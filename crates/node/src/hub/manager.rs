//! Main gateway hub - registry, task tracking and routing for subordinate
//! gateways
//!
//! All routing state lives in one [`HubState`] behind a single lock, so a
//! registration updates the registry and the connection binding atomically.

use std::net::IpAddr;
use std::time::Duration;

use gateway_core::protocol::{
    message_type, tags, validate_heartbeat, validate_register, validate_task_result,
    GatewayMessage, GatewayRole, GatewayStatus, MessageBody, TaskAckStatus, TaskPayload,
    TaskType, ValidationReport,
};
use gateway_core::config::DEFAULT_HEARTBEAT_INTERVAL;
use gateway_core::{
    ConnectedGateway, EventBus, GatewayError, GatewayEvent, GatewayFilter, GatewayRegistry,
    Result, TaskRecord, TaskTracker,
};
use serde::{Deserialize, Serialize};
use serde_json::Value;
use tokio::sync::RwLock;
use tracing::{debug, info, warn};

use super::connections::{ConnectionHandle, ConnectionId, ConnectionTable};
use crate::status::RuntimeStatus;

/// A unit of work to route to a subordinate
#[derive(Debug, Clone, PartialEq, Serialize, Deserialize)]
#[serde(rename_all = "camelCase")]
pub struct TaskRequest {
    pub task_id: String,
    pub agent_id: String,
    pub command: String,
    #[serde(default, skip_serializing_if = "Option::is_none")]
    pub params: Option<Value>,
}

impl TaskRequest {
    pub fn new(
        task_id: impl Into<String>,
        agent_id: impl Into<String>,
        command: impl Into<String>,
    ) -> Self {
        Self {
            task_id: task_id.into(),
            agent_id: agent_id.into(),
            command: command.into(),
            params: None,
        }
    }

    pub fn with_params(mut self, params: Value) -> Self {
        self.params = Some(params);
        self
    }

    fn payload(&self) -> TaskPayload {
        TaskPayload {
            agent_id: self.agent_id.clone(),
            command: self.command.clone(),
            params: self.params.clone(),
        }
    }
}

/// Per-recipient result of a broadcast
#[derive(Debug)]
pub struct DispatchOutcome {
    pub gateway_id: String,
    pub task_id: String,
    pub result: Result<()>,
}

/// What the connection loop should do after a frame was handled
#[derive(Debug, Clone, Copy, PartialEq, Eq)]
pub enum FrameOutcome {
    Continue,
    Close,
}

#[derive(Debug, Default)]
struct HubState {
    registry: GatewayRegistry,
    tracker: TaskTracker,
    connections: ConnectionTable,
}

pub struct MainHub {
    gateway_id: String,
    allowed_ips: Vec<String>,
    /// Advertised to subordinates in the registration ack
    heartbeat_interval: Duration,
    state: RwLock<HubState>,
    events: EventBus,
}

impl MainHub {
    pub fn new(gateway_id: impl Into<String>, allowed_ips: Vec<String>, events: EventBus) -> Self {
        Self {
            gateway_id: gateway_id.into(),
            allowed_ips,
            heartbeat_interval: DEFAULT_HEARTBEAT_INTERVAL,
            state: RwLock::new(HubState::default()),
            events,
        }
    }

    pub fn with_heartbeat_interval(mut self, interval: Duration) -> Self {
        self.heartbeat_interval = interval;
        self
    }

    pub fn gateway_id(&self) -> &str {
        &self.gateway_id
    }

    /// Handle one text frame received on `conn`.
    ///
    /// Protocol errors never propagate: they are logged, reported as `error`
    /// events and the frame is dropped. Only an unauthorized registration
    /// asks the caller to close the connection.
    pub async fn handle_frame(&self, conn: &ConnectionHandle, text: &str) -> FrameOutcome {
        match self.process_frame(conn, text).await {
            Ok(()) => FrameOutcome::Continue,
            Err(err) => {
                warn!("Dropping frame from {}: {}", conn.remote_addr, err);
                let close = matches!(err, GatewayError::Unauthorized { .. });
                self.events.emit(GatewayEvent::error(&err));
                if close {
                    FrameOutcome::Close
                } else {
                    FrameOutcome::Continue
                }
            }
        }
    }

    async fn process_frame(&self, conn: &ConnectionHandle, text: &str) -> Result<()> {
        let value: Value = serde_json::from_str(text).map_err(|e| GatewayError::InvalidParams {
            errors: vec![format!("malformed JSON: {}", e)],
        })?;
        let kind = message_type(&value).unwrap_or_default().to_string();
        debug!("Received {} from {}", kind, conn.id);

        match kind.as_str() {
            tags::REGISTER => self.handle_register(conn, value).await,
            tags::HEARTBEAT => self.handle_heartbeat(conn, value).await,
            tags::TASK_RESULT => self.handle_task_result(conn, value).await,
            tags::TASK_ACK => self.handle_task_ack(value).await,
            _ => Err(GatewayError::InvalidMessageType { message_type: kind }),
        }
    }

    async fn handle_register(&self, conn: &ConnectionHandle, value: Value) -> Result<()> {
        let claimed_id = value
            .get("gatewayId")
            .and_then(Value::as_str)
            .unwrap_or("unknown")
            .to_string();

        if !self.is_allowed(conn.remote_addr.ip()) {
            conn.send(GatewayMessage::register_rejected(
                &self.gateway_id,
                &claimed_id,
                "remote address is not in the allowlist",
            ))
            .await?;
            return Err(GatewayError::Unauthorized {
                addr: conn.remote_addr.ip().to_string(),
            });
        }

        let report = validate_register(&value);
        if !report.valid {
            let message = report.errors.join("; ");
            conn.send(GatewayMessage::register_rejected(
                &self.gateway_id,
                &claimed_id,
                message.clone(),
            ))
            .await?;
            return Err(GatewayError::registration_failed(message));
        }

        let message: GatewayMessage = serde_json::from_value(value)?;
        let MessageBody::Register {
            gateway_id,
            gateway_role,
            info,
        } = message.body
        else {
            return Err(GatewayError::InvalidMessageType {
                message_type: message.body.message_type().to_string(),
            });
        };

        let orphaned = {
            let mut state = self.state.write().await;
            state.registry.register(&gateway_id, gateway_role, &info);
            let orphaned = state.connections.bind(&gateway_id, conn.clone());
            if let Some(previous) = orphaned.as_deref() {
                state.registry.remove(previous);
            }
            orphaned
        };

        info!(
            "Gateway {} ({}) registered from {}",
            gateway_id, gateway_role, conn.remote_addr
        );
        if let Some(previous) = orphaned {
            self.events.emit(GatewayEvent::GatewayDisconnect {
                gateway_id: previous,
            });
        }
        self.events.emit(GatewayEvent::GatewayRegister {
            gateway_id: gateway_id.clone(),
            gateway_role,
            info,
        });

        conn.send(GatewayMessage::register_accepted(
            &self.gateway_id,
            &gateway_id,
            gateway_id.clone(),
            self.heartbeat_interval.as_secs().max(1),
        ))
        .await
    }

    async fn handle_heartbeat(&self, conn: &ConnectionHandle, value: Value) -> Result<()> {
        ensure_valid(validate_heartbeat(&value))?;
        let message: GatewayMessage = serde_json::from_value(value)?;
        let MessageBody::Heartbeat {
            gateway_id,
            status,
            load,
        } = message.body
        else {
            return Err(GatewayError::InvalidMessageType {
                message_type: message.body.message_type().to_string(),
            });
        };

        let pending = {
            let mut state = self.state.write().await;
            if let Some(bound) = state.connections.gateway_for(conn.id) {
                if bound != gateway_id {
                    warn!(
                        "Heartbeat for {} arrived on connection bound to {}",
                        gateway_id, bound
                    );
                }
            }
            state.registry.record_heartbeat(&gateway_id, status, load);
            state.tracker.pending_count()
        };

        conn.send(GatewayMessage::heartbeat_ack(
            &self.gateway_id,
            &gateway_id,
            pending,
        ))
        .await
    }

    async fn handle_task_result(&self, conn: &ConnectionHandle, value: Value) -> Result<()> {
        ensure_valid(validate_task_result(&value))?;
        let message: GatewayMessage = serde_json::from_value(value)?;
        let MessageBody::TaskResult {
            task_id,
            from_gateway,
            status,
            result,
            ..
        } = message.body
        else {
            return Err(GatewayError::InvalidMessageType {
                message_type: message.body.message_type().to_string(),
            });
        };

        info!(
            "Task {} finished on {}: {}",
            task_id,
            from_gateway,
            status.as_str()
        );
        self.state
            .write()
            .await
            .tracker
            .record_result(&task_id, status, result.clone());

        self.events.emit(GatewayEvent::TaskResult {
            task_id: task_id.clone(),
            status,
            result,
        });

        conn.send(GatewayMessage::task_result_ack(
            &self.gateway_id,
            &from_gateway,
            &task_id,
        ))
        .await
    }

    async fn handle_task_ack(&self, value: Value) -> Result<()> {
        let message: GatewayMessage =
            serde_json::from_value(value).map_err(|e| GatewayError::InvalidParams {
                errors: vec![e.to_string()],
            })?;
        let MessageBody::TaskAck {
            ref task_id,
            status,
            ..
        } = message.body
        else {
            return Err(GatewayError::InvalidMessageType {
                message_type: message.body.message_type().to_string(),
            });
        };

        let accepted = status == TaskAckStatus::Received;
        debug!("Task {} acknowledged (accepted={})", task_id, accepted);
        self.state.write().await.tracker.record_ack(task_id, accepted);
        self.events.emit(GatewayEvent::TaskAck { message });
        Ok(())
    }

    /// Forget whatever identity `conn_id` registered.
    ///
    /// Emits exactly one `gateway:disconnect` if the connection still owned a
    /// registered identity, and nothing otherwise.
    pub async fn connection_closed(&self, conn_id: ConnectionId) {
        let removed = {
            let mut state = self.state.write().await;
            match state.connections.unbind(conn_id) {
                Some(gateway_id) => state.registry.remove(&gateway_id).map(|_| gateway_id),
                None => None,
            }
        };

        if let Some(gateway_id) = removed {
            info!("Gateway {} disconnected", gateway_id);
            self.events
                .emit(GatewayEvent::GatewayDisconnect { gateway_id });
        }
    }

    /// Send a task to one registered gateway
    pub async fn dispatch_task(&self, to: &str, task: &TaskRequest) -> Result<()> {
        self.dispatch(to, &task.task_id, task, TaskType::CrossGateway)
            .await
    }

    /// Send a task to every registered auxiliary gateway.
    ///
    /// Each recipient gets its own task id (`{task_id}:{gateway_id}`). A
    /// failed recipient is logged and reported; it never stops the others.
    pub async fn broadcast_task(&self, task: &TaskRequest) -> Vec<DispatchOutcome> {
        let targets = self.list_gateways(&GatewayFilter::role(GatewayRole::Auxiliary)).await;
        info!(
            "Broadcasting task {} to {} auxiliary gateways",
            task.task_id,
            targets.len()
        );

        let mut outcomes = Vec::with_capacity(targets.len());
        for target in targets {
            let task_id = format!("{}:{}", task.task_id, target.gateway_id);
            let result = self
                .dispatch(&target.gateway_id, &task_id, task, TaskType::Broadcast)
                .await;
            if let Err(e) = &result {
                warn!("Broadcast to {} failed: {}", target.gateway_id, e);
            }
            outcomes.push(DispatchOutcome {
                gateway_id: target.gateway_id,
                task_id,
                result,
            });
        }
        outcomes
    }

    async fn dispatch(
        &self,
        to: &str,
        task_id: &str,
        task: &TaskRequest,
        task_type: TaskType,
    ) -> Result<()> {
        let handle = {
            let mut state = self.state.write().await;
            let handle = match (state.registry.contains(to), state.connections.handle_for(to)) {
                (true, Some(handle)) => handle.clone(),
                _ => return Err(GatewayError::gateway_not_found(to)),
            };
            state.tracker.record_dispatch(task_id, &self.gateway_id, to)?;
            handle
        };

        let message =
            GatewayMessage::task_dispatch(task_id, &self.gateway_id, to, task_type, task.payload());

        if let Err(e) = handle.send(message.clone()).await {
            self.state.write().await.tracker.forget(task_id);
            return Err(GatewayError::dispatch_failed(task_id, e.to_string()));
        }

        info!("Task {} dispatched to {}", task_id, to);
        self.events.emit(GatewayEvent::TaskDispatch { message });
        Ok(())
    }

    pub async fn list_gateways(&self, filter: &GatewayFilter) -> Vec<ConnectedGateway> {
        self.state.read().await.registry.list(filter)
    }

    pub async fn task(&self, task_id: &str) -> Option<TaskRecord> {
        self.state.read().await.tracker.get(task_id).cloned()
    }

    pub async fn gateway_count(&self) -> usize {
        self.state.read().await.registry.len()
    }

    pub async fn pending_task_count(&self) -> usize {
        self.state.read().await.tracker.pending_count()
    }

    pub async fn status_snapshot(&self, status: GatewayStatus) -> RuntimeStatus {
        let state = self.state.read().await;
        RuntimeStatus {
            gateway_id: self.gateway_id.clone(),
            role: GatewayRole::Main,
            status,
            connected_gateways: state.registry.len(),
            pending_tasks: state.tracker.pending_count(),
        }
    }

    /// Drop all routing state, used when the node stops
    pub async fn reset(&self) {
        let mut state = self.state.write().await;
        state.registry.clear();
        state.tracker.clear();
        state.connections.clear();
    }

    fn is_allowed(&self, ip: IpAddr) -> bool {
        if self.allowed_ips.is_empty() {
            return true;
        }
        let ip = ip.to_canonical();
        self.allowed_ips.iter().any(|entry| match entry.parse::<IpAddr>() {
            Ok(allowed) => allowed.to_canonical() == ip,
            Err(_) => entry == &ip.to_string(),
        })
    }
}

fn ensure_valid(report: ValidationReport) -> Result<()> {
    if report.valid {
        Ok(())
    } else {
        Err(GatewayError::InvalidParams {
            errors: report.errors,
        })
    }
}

■ **Task item**: Copy every line in the records above that contains the word "Duration".

■ **Task result**:
use std::time::Duration;
    heartbeat_interval: Duration,
    pub fn with_heartbeat_interval(mut self, interval: Duration) -> Self {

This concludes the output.